Jake Gyllenhaal stars as troubled boxer Billy Hope in this high-stakes drama from director Antoine Fuqua and Sons of Anarachy creator Kurt Sutter. At the height of his fame and success, Hope is convinced by his loving wife Maureen (Rachel McAdams) to retire from the sport in order to spend more time with the couple's daughter Leila (Oona Laurence). On the night of his retirement announcement, a rival boxer calls out Hope and an altercation breaks out, killing Maureen. Hope's self-destructive behavior worsens, and Leila is taken away by child services. In order to redeem his life and get his daughter back, Hope must return to boxing under the tutelage of hardened trainer Titus "Tick" Willis (Forest Whitaker). ~ Daniel Gelb, Rovi
Director: Antoine Fuqua
Cast: Jake Gyllenhaal, Forest Whitaker, Rachel McAdams, Curtis Jackson, Rita Ora
Release Date: Jul 24, 2015
Rated: R for some Violence and Language Throughout
Runtime: 2 hr. 3 min.
Genres: Action/Adventure, Drama, Suspense/Thriller
Southpaw can best be described as reverse Rocky.
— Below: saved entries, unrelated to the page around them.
//! Configuration Module - TOML-based Engine Configuration
//!
//! Loads and validates configuration from `config.toml`.
//! The Odds API key is read from the environment (`ODDS_API_KEY`),
//! never from the file. Every section has working defaults, so an
//! empty file is a valid configuration.

pub mod loader;

use serde::Deserialize;

/// Top-level configuration.
#[derive(Debug, Clone, Default, Deserialize)]
#[serde(default)]
pub struct AppConfig {
  /// Identity and logging.
  pub app: AppSection,
  /// Live odds provider.
  pub odds_api: OddsApiConfig,
  /// Schedule provider.
  pub nba_stats: NbaStatsConfig,
  /// Parlay enumeration parameters.
  pub parlay: ParlayConfig,
  /// Stake sizing parameters.
  pub staking: StakingConfig,
  /// Trained model location.
  pub model: ModelConfig,
  /// Model fitting parameters.
  pub training: TrainingConfig,
  /// Scheduled fetch-and-save job.
  pub acquisition: AcquisitionConfig,
  /// Metrics and health endpoints of the acquisition daemon.
  pub metrics: MetricsConfig,
}

/// Identity and logging configuration.
#[derive(Debug, Clone, Deserialize)]
#[serde(default)]
pub struct AppSection {
  /// Human-readable name.
  pub name: String,
  /// Log level (trace, debug, info, warn, error).
  pub log_level: String,
  /// Emit JSON log lines instead of plain text.
  pub json_logs: bool,
}

impl Default for AppSection {
  fn default() -> Self {
    Self {
      name: "nba-parlay".to_string(),
      log_level: "info".to_string(),
      json_logs: false,
    }
  }
}

/// The Odds API v4 configuration.
#[derive(Debug, Clone, Deserialize)]
#[serde(default)]
pub struct OddsApiConfig {
  /// API base URL.
  pub base_url: String,
  /// Sport key.
  pub sport: String,
  /// Bookmaker regions.
  pub regions: String,
  /// Comma-separated market keys.
  pub markets: String,
  /// Request timeout in seconds.
  pub timeout_seconds: u64,
  /// Client-side request quota.
  pub requests_per_minute: u32,
  /// Maximum retries on 429/5xx.
  pub max_retries: u32,
}

impl Default for OddsApiConfig {
  fn default() -> Self {
    Self {
      base_url: "https://api.the-odds-api.com/v4".to_string(),
      sport: "basketball_nba".to_string(),
      regions: "us".to_string(),
      markets: "h2h,spreads,totals".to_string(),
      timeout_seconds: 30,
      requests_per_minute: 30,
      max_retries: 3,
    }
  }
}

/// NBA stats scoreboard configuration.
#[derive(Debug, Clone, Deserialize)]
#[serde(default)]
pub struct NbaStatsConfig {
  /// Stats API base URL.
  pub base_url: String,
  /// League identifier ("00" = NBA).
  pub league_id: String,
  /// Request timeout in seconds.
  pub timeout_seconds: u64,
}

impl Default for NbaStatsConfig {
  fn default() -> Self {
    Self {
      base_url: "https://stats.nba.com/stats".to_string(),
      league_id: "00".to_string(),
      timeout_seconds: 30,
    }
  }
}

/// Parlay enumeration configuration.
#[derive(Debug, Clone, Deserialize)]
#[serde(default)]
pub struct ParlayConfig {
  /// Maximum legs per parlay.
  pub max_legs: usize,
  /// Target cumulative decimal odds (2.00 = +100).
  pub target_odds: f64,
  /// Relative band half-width around the target.
  pub margin: f64,
  /// Maximum number of bets a user may select.
  pub selection_cap: usize,
}

impl Default for ParlayConfig {
  fn default() -> Self {
    Self {
      max_legs: 3,
      target_odds: 2.0,
      margin: 0.10,
      selection_cap: 3,
    }
  }
}

/// Stake sizing configuration.
#[derive(Debug, Clone, Deserialize)]
#[serde(default)]
pub struct StakingConfig {
  /// Flat stake per simulated parlay.
  pub stake: f64,
  /// Bankroll for Kelly sizing.
  pub bankroll: f64,
}

impl Default for StakingConfig {
  fn default() -> Self {
    Self {
      stake: 10.0,
      bankroll: 1000.0,
    }
  }
}

/// Model location.
#[derive(Debug, Clone, Deserialize)]
#[serde(default)]
pub struct ModelConfig {
  /// Path to the JSON model file.
  pub path: String,
}

impl Default for ModelConfig {
  fn default() -> Self {
    Self {
      path: "models/nba_bet_model.json".to_string(),
    }
  }
}

/// Logistic model fitting configuration.
#[derive(Debug, Clone, Deserialize)]
#[serde(default)]
pub struct TrainingConfig {
  /// Share of rows held out for evaluation.
  pub test_fraction: f64,
  /// Seed of the train/test shuffle.
  pub seed: u64,
  /// Gradient descent step size (on standardized features).
  pub learning_rate: f64,
  /// Full-batch gradient descent iterations.
  pub epochs: usize,
  /// L2 penalty on the weights.
  pub l2: f64,
}

impl Default for TrainingConfig {
  fn default() -> Self {
    Self {
      test_fraction: 0.2,
      seed: 42,
      learning_rate: 0.5,
      epochs: 2000,
      l2: 0.0,
    }
  }
}

/// Acquisition job configuration.
#[derive(Debug, Clone, Deserialize)]
#[serde(default)]
pub struct AcquisitionConfig {
  /// Directory for snapshots.
  pub data_dir: String,
  /// Local run times, `HH:MM`.
  pub run_times: Vec<String>,
  /// Days of completed games saved with every run.
  pub history_days: u32,
}

impl Default for AcquisitionConfig {
  fn default() -> Self {
    Self {
      data_dir: "data".to_string(),
      // After midnight, mid-morning, pre-game
      run_times: vec!["00:01".to_string(), "10:00".to_string(), "16:00".to_string()],
      history_days: 30,
    }
  }
}

/// Metrics and monitoring configuration.
#[derive(Debug, Clone, Deserialize)]
#[serde(default)]
pub struct MetricsConfig {
  /// Enable Prometheus metrics export.
  pub enabled: bool,
  /// Metrics server bind address.
  pub bind_address: String,
  /// Health check endpoint port.
  pub health_port: u16,
}

impl Default for MetricsConfig {
  fn default() -> Self {
    Self {
      enabled: true,
      bind_address: "0.0.0.0:9090".to_string(),
      health_port: 8080,
    }
  }
}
Billy Hopes riches to rags to riches never really feels fresh just predictable. Antoine Fuqua’s film mines better boxing films for material so the films plot feels inevitable instead of engaging. Thankfully Jake Gyllenhaal delivers an engaging performance that carries the film on multiple levels. His body is transformed into a believable junior middle weight boxer and the boxing sequences are some of the most realistic ever put on screen. His intensity is ever present and makes the entire thing watch able. Forest Whitaker joins the film about halfway through its runtime and it’s all the better for it. Gyllenhaal and Whitaker make for an interesting pair even as the film rolls towards a predictable finale. Southpaw isn’t the worse or best boxing film I’ve ever seen but it’s a solid mid range melodrama.